(Data extracted from a collection)
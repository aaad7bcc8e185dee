//! Ory client: login initiation and callback driver
//!
//! `AuthClient` bundles the HTTP client, client registration, redirect URI
//! and outbound timeout. Cloning is cheap (the reqwest client is an Arc).

use std::time::Duration;

use reqwest::Url;
use tracing::{debug, info, warn};

use crate::callback::{CallbackOutcome, CallbackParams, FlowError, PersistedFlow};
use crate::claims::identity_claims;
use crate::error::Result;
use crate::flow::{CallbackAction, CallbackEvent, CallbackState, handle_event};
use crate::pkce::{FlowState, build_authorization_url};
use crate::provider::ProviderConfig;
use crate::token::exchange_code;
use crate::userinfo::fetch_profile;

#[derive(Debug, Clone)]
pub struct AuthClient {
    http: reqwest::Client,
    provider: ProviderConfig,
    redirect_uri: String,
    timeout: Duration,
}

impl AuthClient {
    pub fn new(
        http: reqwest::Client,
        provider: ProviderConfig,
        redirect_uri: impl Into<String>,
        timeout: Duration,
    ) -> Self {
        Self {
            http,
            provider,
            redirect_uri: redirect_uri.into(),
            timeout,
        }
    }

    pub fn provider(&self) -> &ProviderConfig {
        &self.provider
    }

    /// Redirect URI registered with Ory; sent on both legs of the flow.
    pub fn redirect_uri(&self) -> &str {
        &self.redirect_uri
    }

    /// Authorization URL for a freshly generated flow.
    pub fn authorization_url(&self, flow: &FlowState) -> Result<Url> {
        build_authorization_url(
            &self.provider,
            &self.redirect_uri,
            &flow.state,
            &flow.code_challenge(),
        )
    }

    /// Run the callback state machine to completion.
    ///
    /// The caller must discard the persisted flow values afterwards whatever
    /// the result, so they cannot be replayed.
    pub async fn complete_callback(
        &self,
        params: CallbackParams,
        persisted: PersistedFlow,
    ) -> std::result::Result<CallbackOutcome, FlowError> {
        let mut persisted = Some(persisted);
        let (mut state, mut action) =
            handle_event(CallbackState::ReceiveCallback, CallbackEvent::Received(params));

        while !state.is_terminal() {
            debug!(state = state.name(), "callback transition");
            let event = match action {
                CallbackAction::LoadPersistedFlow => {
                    CallbackEvent::PersistedFlowLoaded(persisted.take().unwrap_or_default())
                }
                CallbackAction::ExchangeCode {
                    code,
                    code_verifier,
                } => match exchange_code(
                    &self.http,
                    &self.provider,
                    &code,
                    &self.redirect_uri,
                    &code_verifier,
                    self.timeout,
                )
                .await
                {
                    Ok(tokens) => {
                        info!("authorization code exchanged");
                        CallbackEvent::TokensIssued(tokens)
                    }
                    Err(e) => {
                        warn!(error = %e, "token exchange failed");
                        CallbackEvent::ExchangeFailed(e.into())
                    }
                },
                CallbackAction::DecodeIdentity { id_token } => {
                    let claims = identity_claims(id_token.as_deref());
                    if let crate::BestEffort::Degraded { reason } = &claims {
                        warn!(reason = %reason, "id_token could not be decoded");
                    }
                    CallbackEvent::IdentityDecoded(claims)
                }
                CallbackAction::FetchProfile { access_token } => CallbackEvent::ProfileFetched(
                    fetch_profile(&self.http, &self.provider, &access_token, self.timeout).await,
                ),
                CallbackAction::ClearPersistedFlow | CallbackAction::None => {
                    // Only terminal states emit these
                    return Err(FlowError::Internal(format!(
                        "no action to take in state {}",
                        state.name()
                    )));
                }
            };
            (state, action) = handle_event(state, event);
        }

        match state {
            CallbackState::Complete(outcome) => Ok(*outcome),
            CallbackState::Failed(error) => Err(error),
            other => Err(FlowError::Internal(format!(
                "callback stopped in state {}",
                other.name()
            ))),
        }
    }
}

▶ _Directions for this task_:
The answer must consist of every line in the records above that contains the word "crate".

▶ _Your response_:
use crate::callback::{CallbackOutcome, CallbackParams, FlowError, PersistedFlow};
use crate::claims::identity_claims;
use crate::error::Result;
use crate::flow::{CallbackAction, CallbackEvent, CallbackState, handle_event};
use crate::pkce::{FlowState, build_authorization_url};
use crate::provider::ProviderConfig;
use crate::token::exchange_code;
use crate::userinfo::fetch_profile;
                    if let crate::BestEffort::Degraded { reason } = &claims {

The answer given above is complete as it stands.